Après avoir fait scandale, le décret anti-immigration si cher à Donald Trump est pour l’instant bloqué par un juge fédéral, le temps qu’une enquête décide de sa validité ou non. Une lueur d’espoir pour les anti-Trump.

C’est un premier coup dur pour Donald Trump. Le nouveau président des Etats-Unis a vu son décret anti-immigration être bloqué par un juge fédéral de l’État de Washington, James Robart. Ce décret, décidé par le locataire de la Maison-Blanche doit permettre l’interdiction d’entrée sur le territoire américain aux ressortissants de sept pays, l’Iran, l’Irak, la Libye, la Somalie, le Soudan, la Syrie et le Yémen. Après avoir provoqué une très grande vague de contestation à travers le monde sous le slogan « No ban, no wall« , Donald Trump avait prévu de maintenir son intention, mais il se retrouve ainsi bloquer par la justice de son propre pays. Si le juge fédéral, pourtant républicain, a pris cette décision de bloquer provisoirement ce décret, c’est pour laisser le temps au procureur général Bob Ferguson, qui est démocrate, de voir sa plainte déposée le 30 janvier contre Donald Trump être examinée. De nombreuses personnalités, politiques ou non, se sont exprimés ces derniers jours contre ce décret anti-immigration, mais qu’un juge fédéral républicain fasse tout ce qui est en son pouvoir pour bloquer un président républicain en aidant un procureur démocrate est une nouvelle étape de franchie dans le malaise politique provoqué par l’avènement de Donald Trump.

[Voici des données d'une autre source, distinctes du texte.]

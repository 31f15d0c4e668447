//! Business logic services
//!
//! Orchestration that runs against the [`ProjectManagerApi`] port, plus
//! pure helpers operating on data passed in.
//!
//! - [`prune`] - Remove empty and absent nodes from payloads
//! - [`wbs`] - Outline-number task ordering
//! - [`lookup`] - Project and task lookup, paged task loading
//! - [`demo`] - The identity → list → create demonstration flow
//! - [`sync`] - Keep a project's tasks in step with another system
//!
//! [`ProjectManagerApi`]: crate::core::ports::ProjectManagerApi

pub mod demo;
pub mod error;
pub mod lookup;
pub mod prune;
pub mod sync;
pub mod wbs;

pub use demo::{DemoOptions, DemoReport, run_demo, verify_identity};
pub use error::FlowError;
pub use lookup::{find_project, find_task, load_projects, load_tasks};
pub use prune::{prune, prune_json};
pub use sync::{RemoteTask, SyncPlan, SyncResult, plan_sync, sync_remote_tasks};
pub use wbs::{compare_wbs, sort_by_wbs};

La Maison-Blanche furieuse

Ce blocage du décret n’est pour l’instant qu’une première étape pour ceux qui le critiquent puisque une longue bataille juridique va maintenant se mettre en place pour juger de si oui ou non, ce décret anti-immigration stigmatise une population – en l’occurrence les musulmans – et s’il est conforme à la Constitution des Etats-Unis d’Amérique, ce que réfutent ses détracteurs. La Maison-Blanche n’a pas tardé à vivement critiquer cette décision du juge fédéral James Robart, la jugeant tout d’abord « scandaleuse » avant de se rétracter et d’annoncer avoir tout simplement confiance en la justice. Une première victoire donc pour les anti-Trump mais à nuancer toutefois puisqu’elle pourrait n’être qu’un accident de parcours pour Donald Trump qui pourra tenter de faire passer d’autres décrets aux mêmes objectifs à l’avenir.